#### [Supplied records]
BEGIN

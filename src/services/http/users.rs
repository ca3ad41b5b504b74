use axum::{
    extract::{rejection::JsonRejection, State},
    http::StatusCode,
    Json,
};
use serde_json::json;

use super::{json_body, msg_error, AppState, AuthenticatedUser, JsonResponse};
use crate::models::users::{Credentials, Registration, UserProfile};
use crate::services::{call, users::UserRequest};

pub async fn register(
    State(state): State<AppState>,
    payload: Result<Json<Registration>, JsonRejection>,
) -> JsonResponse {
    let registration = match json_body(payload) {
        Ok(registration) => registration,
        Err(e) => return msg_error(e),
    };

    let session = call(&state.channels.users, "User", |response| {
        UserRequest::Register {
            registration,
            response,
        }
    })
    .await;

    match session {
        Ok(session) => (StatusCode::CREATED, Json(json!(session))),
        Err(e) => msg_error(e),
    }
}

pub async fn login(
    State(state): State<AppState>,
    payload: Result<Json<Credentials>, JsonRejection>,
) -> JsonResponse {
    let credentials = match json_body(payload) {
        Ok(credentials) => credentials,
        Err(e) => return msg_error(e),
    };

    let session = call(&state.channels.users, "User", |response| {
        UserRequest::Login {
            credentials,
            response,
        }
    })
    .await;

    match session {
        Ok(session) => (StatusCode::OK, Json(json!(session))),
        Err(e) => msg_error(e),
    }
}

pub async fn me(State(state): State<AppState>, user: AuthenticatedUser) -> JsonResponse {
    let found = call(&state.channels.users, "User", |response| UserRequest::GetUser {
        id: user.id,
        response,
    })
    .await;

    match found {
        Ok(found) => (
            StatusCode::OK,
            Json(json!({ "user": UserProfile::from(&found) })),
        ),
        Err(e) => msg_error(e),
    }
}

END
BEGIN

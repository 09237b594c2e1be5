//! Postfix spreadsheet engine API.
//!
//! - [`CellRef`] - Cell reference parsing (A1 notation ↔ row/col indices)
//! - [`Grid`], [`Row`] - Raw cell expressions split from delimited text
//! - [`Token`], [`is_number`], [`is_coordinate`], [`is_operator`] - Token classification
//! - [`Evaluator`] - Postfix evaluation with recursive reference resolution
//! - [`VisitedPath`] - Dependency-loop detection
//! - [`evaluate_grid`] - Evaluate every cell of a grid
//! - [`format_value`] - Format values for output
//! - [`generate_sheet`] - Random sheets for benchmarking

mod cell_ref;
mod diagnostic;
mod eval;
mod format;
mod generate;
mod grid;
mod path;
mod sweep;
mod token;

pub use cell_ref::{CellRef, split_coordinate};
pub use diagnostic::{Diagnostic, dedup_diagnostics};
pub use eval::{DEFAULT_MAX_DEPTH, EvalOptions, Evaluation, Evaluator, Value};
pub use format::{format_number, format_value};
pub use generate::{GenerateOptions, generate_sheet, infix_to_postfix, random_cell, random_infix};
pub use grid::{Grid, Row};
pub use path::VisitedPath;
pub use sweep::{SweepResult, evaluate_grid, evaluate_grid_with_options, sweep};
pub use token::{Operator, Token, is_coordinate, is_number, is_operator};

END

#### [Task item]
What lines in the listing contain "diagnostic"? Copy them all.

#### [Your solution]
mod diagnostic;
pub use diagnostic::{Diagnostic, dedup_diagnostics};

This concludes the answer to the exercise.